Welcome to Augustina`s WebSite!
The idea to develop this page came from Agustina and her mother, Andrea. It is because as time passed, we came to realize that there are many children that suffer from this problem and although it is present in many different intensities and levels, in all cases, it accompanies them for all their lives. Since SPINA BIFIDA (MYELOMENINGOCELE) requires continuous visits to doctors, operations, various treatments, etc. family support is vital. It requires courage, will, hope, affection, and fundamentally, the love of the entire group since all are an important link in the chain of support. In addition, it is important that these children are able to spend time with friends and teachers freely, without feeling over protected because of their status. Because in reality, these individuals wish to participate in activities like everyone else in spite of their limitations.
We know that at first, all those who experience this feel overwhelmed at being confronted with a situation for which they are not prepared and have many questions with so little answers. However, time will show that in spite of the everyday difficulties and obstacles, there are small and large rewards alike to be had. We feel that in our case, it has been and continues to be valuable to share our experiences with others who have or are encountering the same challenges. We feel this collaboration allows us to accomplish more, as well as helps to lessen the hardships of the situation. I would like to reiterate that because this problem affects the entire family, whether directly or indirectly, it requires a positive attitude of all, especially the parents since new obstacles appear constantly. The important thing is to never to give up, because the positive is sure to appear despite the difficulties.

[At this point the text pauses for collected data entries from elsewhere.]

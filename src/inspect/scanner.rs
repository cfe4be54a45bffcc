use crate::stack::Ecosystem;
use ignore::WalkBuilder;
use std::path::{Path, PathBuf};
use std::time::Instant;
use tracing::{debug, info, warn};

/// Directories never descended into.
pub const EXCLUDED_DIRS: &[&str] = &[
    ".git",
    "node_modules",
    "venv",
    ".venv",
    "__pycache__",
    "dist",
    "build",
    ".tox",
    "site-packages",
];

#[derive(Debug, Clone, PartialEq, Eq)]
pub struct ScanConfig {
    pub max_depth: usize,
    pub max_files: usize,
}

impl Default for ScanConfig {
    fn default() -> Self {
        Self {
            max_depth: 6,
            max_files: 5000,
        }
    }
}

#[derive(Debug, Clone, PartialEq, Eq)]
pub struct FileHit {
    pub path: PathBuf,
    pub rel_path: String,
    pub depth: usize,
}

/// Files of interest found by one bounded walk.
#[derive(Debug, Clone, Default)]
pub struct ScanResult {
    pub requirements: Vec<FileHit>,
    pub package_json: Vec<FileHit>,
    pub python_entrypoints: Vec<FileHit>,
    pub node_entrypoints: Vec<FileHit>,
    pub files_scanned: usize,
    pub truncated: bool,
}

impl ScanResult {
    /// Shallowest manifest for `ecosystem`; ties go to the lexically smaller path.
    pub fn primary_manifest(&self, ecosystem: Ecosystem) -> Option<&FileHit> {
        match ecosystem {
            Ecosystem::Python => self.requirements.first(),
            Ecosystem::Node => self.package_json.first(),
        }
    }

    pub fn entrypoints(&self, ecosystem: Ecosystem) -> &[FileHit] {
        match ecosystem {
            Ecosystem::Python => &self.python_entrypoints,
            Ecosystem::Node => &self.node_entrypoints,
        }
    }

    fn sort(&mut self) {
        for hits in [&mut self.requirements, &mut self.package_json] {
            hits.sort_by(|a, b| a.depth.cmp(&b.depth).then_with(|| a.rel_path.cmp(&b.rel_path)));
        }

        // within one depth, entry points keep their well-known priority order
        sort_by_entrypoint_rank(&mut self.python_entrypoints, Ecosystem::Python);
        sort_by_entrypoint_rank(&mut self.node_entrypoints, Ecosystem::Node);
    }
}

fn entrypoint_rank(ecosystem: Ecosystem, hit: &FileHit) -> usize {
    let filename = hit
        .path
        .file_name()
        .and_then(|n| n.to_str())
        .unwrap_or_default();
    ecosystem
        .entrypoints()
        .iter()
        .position(|e| *e == filename)
        .unwrap_or(usize::MAX)
}

fn sort_by_entrypoint_rank(hits: &mut [FileHit], ecosystem: Ecosystem) {
    hits.sort_by(|a, b| {
        a.depth
            .cmp(&b.depth)
            .then_with(|| entrypoint_rank(ecosystem, a).cmp(&entrypoint_rank(ecosystem, b)))
            .then_with(|| a.rel_path.cmp(&b.rel_path))
    });
}

/// Bounded directory walk. Depth and file count are enforced here rather
/// than left to the walker's defaults.
pub struct RepositoryScanner {
    root: PathBuf,
    config: ScanConfig,
}

impl RepositoryScanner {
    pub fn new(root: impl Into<PathBuf>, config: ScanConfig) -> Self {
        Self {
            root: root.into(),
            config,
        }
    }

    pub fn scan(&self) -> ScanResult {
        let start = Instant::now();
        let mut result = ScanResult::default();

        debug!(
            root = %self.root.display(),
            max_depth = self.config.max_depth,
            max_files = self.config.max_files,
            "Starting repository scan"
        );

        let walker = WalkBuilder::new(&self.root)
            .max_depth(Some(self.config.max_depth))
            .hidden(false)
            .git_ignore(false)
            .git_global(false)
            .git_exclude(false)
            .ignore(false)
            .parents(false)
            .follow_links(false)
            .sort_by_file_name(|a, b| a.cmp(b))
            .filter_entry(|entry| {
                let is_dir = entry.file_type().map(|t| t.is_dir()).unwrap_or(false);
                !(is_dir
                    && entry
                        .file_name()
                        .to_str()
                        .map(|name| EXCLUDED_DIRS.contains(&name))
                        .unwrap_or(false))
            })
            .build();

        for entry in walker {
            let entry = match entry {
                Ok(e) => e,
                Err(err) => {
                    warn!(error = %err, "Failed to read directory entry");
                    continue;
                }
            };

            if !entry.file_type().map(|t| t.is_file()).unwrap_or(false) {
                continue;
            }

            if result.files_scanned >= self.config.max_files {
                warn!(
                    files_scanned = result.files_scanned,
                    max_files = self.config.max_files,
                    "Reached file limit, stopping scan"
                );
                result.truncated = true;
                break;
            }
            result.files_scanned += 1;

            let path = entry.path();
            let Some(filename) = path.file_name().and_then(|n| n.to_str()) else {
                continue;
            };

            let bucket = if filename == Ecosystem::Python.manifest() {
                &mut result.requirements
            } else if filename == Ecosystem::Node.manifest() {
                &mut result.package_json
            } else if Ecosystem::Python.entrypoints().contains(&filename) {
                &mut result.python_entrypoints
            } else if Ecosystem::Node.entrypoints().contains(&filename) {
                &mut result.node_entrypoints
            } else {
                continue;
            };

            let hit = self.hit(path, entry.depth());
            debug!(path = %hit.rel_path, depth = hit.depth, "Found file of interest");
            bucket.push(hit);
        }

        result.sort();

        info!(
            files_scanned = result.files_scanned,
            requirements = result.requirements.len(),
            package_json = result.package_json.len(),
            scan_time_ms = start.elapsed().as_millis() as u64,
            "Repository scan completed"
        );

        result
    }

    fn hit(&self, path: &Path, walk_depth: usize) -> FileHit {
        let rel_path = path
            .strip_prefix(&self.root)
            .unwrap_or(path)
            .to_string_lossy()
            .replace('\\', "/");
        FileHit {
            path: path.to_path_buf(),
            rel_path,
            // walk depth counts the root as 0 and its files as 1
            depth: walk_depth.saturating_sub(1),
        }
    }
}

Finally, I must commend our children Delfina, Luciano, and Paulina for understanding the situation and offering continuous acts of tenderness, love, and encouragement to continue moving forward. Ultimately, I must dedicate this paragraph to Agustina, who is a shining example of life. She readily does what is best, despite that it may be painful or require much sacrifice, and does not always end with optimal results. She always looks to move forward, without looking back. For her nothing is impossible, she can do anything.
P.S. A note of gratitude to our friends, teachers, the doctors and their teams, and especially to all of our family (Ofo, Bobe, Chuchi, Osvaldo, aunts, uncles, and cousins).
Walter S. Torchio
Father